When the World Feels Unsafe

How to Cope with War Anxiety, Build Inner Peace, and Reclaim Trust in Humanity

By Ms Shweta Jhamb, Rehabilitation Psychologist, Parent Coach and Career Counsellor

“War teaches fear. Let us teach hope. Not just to children, but to ourselves.”

Even when the cacophony of conflict ends and the guns fall quiet, the reverberations persist.

For some, it takes the shape of restless nights.

For others, it’s the still discomfort of browsing through the headlines.

And for most of us, it’s a pain in the heart—a combination of helplessness, sorrow, bewilderment, and fear.

After acts of tragedy such as the Pahalgam tragedy or the see-saw tensions along the India-Pakistan line, millions of individuals—young and old, civilians and professionals, parents and policymakers—feel emotionally battered. Even if you’re away from physical battlegrounds, you’re not exempt.

This isn’t weakness.

This is human reaction to inhuman circumstances.

Understanding the Invisible Wound: Post-War Psychological Stress

You don’t need to be in a bunker or to be carrying a rifle to feel the impact of war. Hearing about it, watching it happen online, or having loved ones close to troubled areas can leave emotional wounds in a quiet way.
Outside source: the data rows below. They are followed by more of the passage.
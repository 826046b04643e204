#[cfg(feature = "mimalloc-global")]
#[global_allocator]
static GLOBAL_ALLOCATOR: mimalloc::MiMalloc = mimalloc::MiMalloc;

use rand::Rng;
use rand::SeedableRng;
use sat_convolve::{ConvolveConfig, ConvolveEngine, Grid, Kernel, KernelBackend};
use std::env;
use std::num::NonZeroU32;
use std::time::Instant;

const REFERENCE_KERNEL: [[i32; 5]; 5] = [
    [0, 0, 1, 0, 0],
    [0, 1, 2, 1, 0],
    [1, 2, 0, 2, 1],
    [0, 1, 2, 1, 0],
    [0, 0, 1, 0, 0],
];

#[derive(Clone, Debug)]
struct BenchConfig {
    size: usize,
    warmup: u32,
    iters: u32,
    seed: u64,
    threads: Option<usize>,
    json: bool,
}

impl Default for BenchConfig {
    fn default() -> Self {
        Self {
            size: 1024,
            warmup: 1,
            iters: 10,
            seed: 0x5EED_1234_ABCD_EF01,
            threads: None,
            json: false,
        }
    }
}

fn parse_args() -> BenchConfig {
    let mut cfg = BenchConfig::default();
    let mut args = env::args().skip(1);
    while let Some(arg) = args.next() {
        match arg.as_str() {
            "--size" => {
                if let Some(v) = args.next() {
                    cfg.size = v.parse().expect("--size expects usize");
                }
            }
            "--warmup" => {
                if let Some(v) = args.next() {
                    cfg.warmup = v.parse().expect("--warmup expects u32");
                }
            }
            "--iters" => {
                if let Some(v) = args.next() {
                    cfg.iters = v.parse().expect("--iters expects u32");
                }
            }
            "--threads" => {
                if let Some(v) = args.next() {
                    cfg.threads = Some(v.parse().expect("--threads expects usize"));
                }
            }
            "--seed" => {
                if let Some(v) = args.next() {
                    cfg.seed = if let Some(hex) = v.strip_prefix("0x") {
                        u64::from_str_radix(hex, 16).expect("--seed hex parse failed")
                    } else {
                        v.parse().expect("--seed expects u64")
                    };
                }
            }
            "--json" => {
                cfg.json = true;
            }
            other => panic!(
                "unknown argument: {other}\nusage: bench_convolve [--size N] [--warmup N] [--iters N] [--threads N] [--seed S] [--json]"
            ),
        }
    }
    cfg
}

fn random_grid(size: usize, seed: u64) -> Grid {
    let mut rng = rand::rngs::StdRng::seed_from_u64(seed);
    let mut grid = Grid::new(size);
    for row in 0..size {
        for col in 0..size {
            grid.set(row, col, rng.gen_range(-16..=16));
        }
    }
    grid
}

fn bench_backend(cfg: &BenchConfig, backend: KernelBackend, kernel: &Kernel, grid: &Grid) -> f64 {
    let mut config = ConvolveConfig::default().kernel(backend);
    if let Some(n) = cfg.threads {
        config = config.thread_count(n);
    }
    let engine = ConvolveEngine::with_config(config).expect("failed to build thread pool");

    if let Some(warmup) = NonZeroU32::new(cfg.warmup) {
        std::hint::black_box(engine.apply(grid.clone(), kernel, warmup));
    }

    let iters = NonZeroU32::new(cfg.iters.max(1)).expect("iters is at least 1");
    let input = grid.clone();
    let start = Instant::now();
    let out = engine.apply(input, kernel, iters);
    let total_ms = start.elapsed().as_secs_f64() * 1000.0;
    std::hint::black_box(out);
    total_ms
}

fn main() {
    let cfg = parse_args();
    let kernel = Kernel::from_rows(REFERENCE_KERNEL.iter().map(|r| r.to_vec()).collect())
        .expect("reference kernel is 5x5");
    let grid = random_grid(cfg.size, cfg.seed);

    let scalar_ms = bench_backend(&cfg, KernelBackend::Scalar, &kernel, &grid);
    let parallel_ms = bench_backend(&cfg, KernelBackend::Parallel, &kernel, &grid);
    let iters = cfg.iters.max(1) as f64;
    let speedup = scalar_ms / parallel_ms;

    if cfg.json {
        println!(
            "{{\"size\":{},\"iters\":{},\"scalar_ms\":{:.3},\"parallel_ms\":{:.3},\"speedup\":{:.3}}}",
            cfg.size, cfg.iters, scalar_ms, parallel_ms, speedup
        );
        return;
    }

    println!("Grid {0}x{0}, {1} passes", cfg.size, cfg.iters);
    println!(
        "  Scalar:   {scalar_ms:.3} ms total, {:.4} ms/pass",
        scalar_ms / iters
    );
    println!(
        "  Parallel: {parallel_ms:.3} ms total, {:.4} ms/pass",
        parallel_ms / iters
    );
    println!("Speedup (Scalar / Parallel): {speedup:.2}x");
}
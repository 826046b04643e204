//! Weighted-window kernel and the per-cell convolution transform.
//!
//! One output cell is the true convolution of the current generation with the
//! kernel (flipped on both axes), zero-padded past the grid edges, divided by
//! a fixed divisor with truncation toward zero and saturated to `±bound`.

use rayon::prelude::*;

use super::grid::{Grid, flatten_square};
use crate::error::ShapeError;

/// Reference divisor and saturation bound.
pub const DEFAULT_DIVISOR: i32 = 16;
pub const DEFAULT_BOUND: i32 = 16;

#[derive(Clone, Copy, Debug, PartialEq, Eq)]
pub enum KernelBackend {
    /// Single-threaded row sweep.
    Scalar,
    /// Rows partitioned across the engine's rayon pool.
    Parallel,
}

#[derive(Clone, Debug, PartialEq, Eq)]
pub struct Kernel {
    dim: usize,
    weights: Vec<i32>,
}

impl Kernel {
    /// Build a kernel from parsed rows. The kernel must be square with an odd
    /// dimension.
    pub fn from_rows(rows: Vec<Vec<i32>>) -> Result<Self, ShapeError> {
        let (dim, weights) = flatten_square(rows)?;
        if dim % 2 == 0 {
            return Err(ShapeError::EvenKernel(dim));
        }
        Ok(Self { dim, weights })
    }

    /// A kernel whose only nonzero weight is `center`.
    pub fn centered(dim: usize, center: i32) -> Result<Self, ShapeError> {
        let mut rows = vec![vec![0; dim]; dim];
        if let Some(row) = rows.get_mut(dim / 2) {
            row[dim / 2] = center;
        }
        Self::from_rows(rows)
    }

    #[inline]
    pub fn dim(&self) -> usize {
        self.dim
    }

    #[inline]
    pub fn half_width(&self) -> usize {
        self.dim / 2
    }

    #[inline]
    pub fn weight(&self, row: usize, col: usize) -> i32 {
        self.weights[row * self.dim + col]
    }

    /// Weight applied to the source at offset `(l, m)` from the output cell,
    /// i.e. the kernel entry at `(H - l, H - m)`.
    #[inline]
    pub fn reversed_weight(&self, l: isize, m: isize) -> i32 {
        let h = self.half_width() as isize;
        self.weight((h - l) as usize, (h - m) as usize)
    }

    pub fn positive_sum(&self) -> i64 {
        self.weights
            .iter()
            .filter(|&&w| w > 0)
            .map(|&w| w as i64)
            .sum()
    }
}

/// Post-accumulation scaling: truncating division then saturation.
#[derive(Clone, Copy, Debug, PartialEq, Eq)]
pub struct Scaling {
    divisor: i32,
    bound: i32,
}

impl Default for Scaling {
    fn default() -> Self {
        Self {
            divisor: DEFAULT_DIVISOR,
            bound: DEFAULT_BOUND,
        }
    }
}

impl Scaling {
    pub fn new(divisor: i32, bound: i32) -> Result<Self, ShapeError> {
        if divisor == 0 {
            return Err(ShapeError::ZeroDivisor);
        }
        if bound < 0 {
            return Err(ShapeError::NegativeBound(bound));
        }
        Ok(Self { divisor, bound })
    }

    /// Divisor and bound both set to the kernel's positive-weight sum, or 1
    /// when the kernel has no positive weight.
    pub fn derived_from(kernel: &Kernel) -> Self {
        let sum = kernel.positive_sum().clamp(1, i32::MAX as i64) as i32;
        Self {
            divisor: sum,
            bound: sum,
        }
    }

    #[inline]
    pub fn divisor(&self) -> i32 {
        self.divisor
    }

    #[inline]
    pub fn bound(&self) -> i32 {
        self.bound
    }

    /// `/` on integers truncates toward zero: -17 / 16 == -1.
    #[inline(always)]
    pub fn apply(&self, acc: i128) -> i32 {
        let bound = self.bound as i128;
        (acc / self.divisor as i128).clamp(-bound, bound) as i32
    }
}

/// Compute output cell `(i, j)` from the current generation.
#[inline]
pub fn convolve_cell(current: &Grid, kernel: &Kernel, scaling: Scaling, i: usize, j: usize) -> i32 {
    let dim = current.dim() as isize;
    let h = kernel.half_width() as isize;
    let (i, j) = (i as isize, j as isize);

    // Taps whose source falls outside [0, dim) are skipped entirely.
    let l_lo = (-h).max(-i);
    let l_hi = h.min(dim - 1 - i);
    let m_lo = (-h).max(-j);
    let m_hi = h.min(dim - 1 - j);

    // A single i32 * i32 product can reach 2^62, so two taps already exceed i64.
    let mut acc = 0i128;
    for l in l_lo..=l_hi {
        let src = current.row((i + l) as usize);
        for m in m_lo..=m_hi {
            acc += src[(j + m) as usize] as i128 * kernel.reversed_weight(l, m) as i128;
        }
    }
    scaling.apply(acc)
}

/// Fill one output row.
#[inline]
pub fn convolve_row(current: &Grid, kernel: &Kernel, scaling: Scaling, i: usize, out: &mut [i32]) {
    debug_assert_eq!(out.len(), current.dim());
    for (j, cell) in out.iter_mut().enumerate() {
        *cell = convolve_cell(current, kernel, scaling, i, j);
    }
}

/// One full pass, rows in order on the calling thread.
pub fn advance_scalar(current: &Grid, next: &mut Grid, kernel: &Kernel, scaling: Scaling) {
    let dim = current.dim();
    if dim == 0 {
        return;
    }
    for (i, out) in next.as_mut_slice().chunks_exact_mut(dim).enumerate() {
        convolve_row(current, kernel, scaling, i, out);
    }
}

/// One full pass with rows spread over the active rayon pool. Each output row
/// has exactly one writer; returning from this call is the pass barrier.
pub fn advance_parallel(current: &Grid, next: &mut Grid, kernel: &Kernel, scaling: Scaling) {
    let dim = current.dim();
    if dim == 0 {
        return;
    }
    next.as_mut_slice()
        .par_chunks_mut(dim)
        .enumerate()
        .for_each(|(i, out)| convolve_row(current, kernel, scaling, i, out));
}
//! Repeated fixed-kernel integer convolution with truncating scale and
//! saturation.

pub mod convolve;
pub mod error;
pub mod run;
pub mod textio;
pub use convolve::{ConvolveConfig, ConvolveEngine, Grid, Kernel, KernelBackend, Scaling};
pub use error::{RunError, RunResult, ShapeError};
Signs of post-traumatic stress due to war anxiety include:

Being overly alert or hyper-vigilant

Sleep disturbances or nightmares

Repeatedly checking for news and updates

Feelings of doom or helplessness

Irritability or emotional numbness

Physical symptoms such as fatigue, headache, tightness in the chest

So What Can We Do? How Do We Move from Fear to Focus, From Panic to Peace?

Here’s how. Step by step. With compassion. With clarity. With calm.

1. Notice and Validate the Anxiety

You’re not overreacting. You’re reacting to uncertainty—and your brain is doing what it was designed to do. But it’s time to change from reactive survival to intentional stability.

Acknowledge the feeling. Say it aloud. Write it down. Talk to someone you trust.

“Yes, I feel scared.”

“Yes, this scares me.”

“But I can still choose calm in this moment.”

2. Balance Awareness with Boundaries

Get informed—but not flooded. Plan specific times to glance at the news (better not before bed), and minimize exposure to sensational or graphic materials.

Remember: Awareness is smart. Overexposure is eroding.

3. Shift from Helplessness to Helpfulness

When we act, we heal. Direct your energy towards something meaningful:

Give to relief or peace-building initiatives

Speak with someone who needs an ear

Spend time, share expertise, or provide assistance in your community

Begin a chain of kindness at work or in your network

Each small act of peace is a protest against the madness.

Rebuilding Trust in Peace

It’s understandable to ask:

“What if it begins again?”

“Is it really over?”

These are good questions. And while we can’t dictate world politics, we can develop emotional preparedness and psychological resilience.

Ceasefire is not assured—but it is a sign of hope. A bridge to dialogue. A call to believe that peace, although tenuous, remains within reach.

Rather than worrying about what can go wrong, we start choosing to believe in what can go right.

Calm Is a Skill. Hope Is a Habit. Peace Is a Practice.

You can start today, right now:

Practice the 3Rs:

Regulate: Practice breath work or grounding exercises such as deep breathing, the 5-4-3-2-1 sensory exercise, or mindful walking.

Reconnect: Call a friend. Talk from the heart. Connection soothes the nervous system.

Reframe: Each time your mind whispers, “Something terrible could happen,” whisper, “Something peaceful could last.”

For Leaders, Parents, Teachers, Professionals—Be the Voice That Grounds Others

You don’t have to have all the answers.

You simply need to provide these words:

“It’s okay to be scared.”

“You’re not alone.”

“Let’s think about what we can do.”

“We are safe at the moment.”

“Let’s stay aware—but not frightened.”

You might be a CEO, a teacher, a doctor, a student, or a homemaker—you can be the calm to someone else. Your own stability radiates out.

The World Needs Peace Architects—Not Politicians

Peace isn’t constructed solely on treaties—it’s constructed on trust. On empathy. On everyday human decisions to listen, forgive, and unite.

Let’s make peace more than a newspaper headline. Let it be a conversation in our homes, workplaces, classrooms, and communities.

“In every heart lies the seed of peace. Let’s water it with hope.”

“Peace begins when people are heard. Let’s listen before we speak.”

“We don’t just need peace talks—we need peace habits.”

You Matter in This Moment

To all of you reading this:

You are not helpless. You are not alone. You are not broken.

You are a beacon in a breakable world.

And even the tiniest candle can light the way for someone else through the darkness.

So remain vigilant. Remain compassionate. Remain optimistic. Be watchful—but don’t be fearful.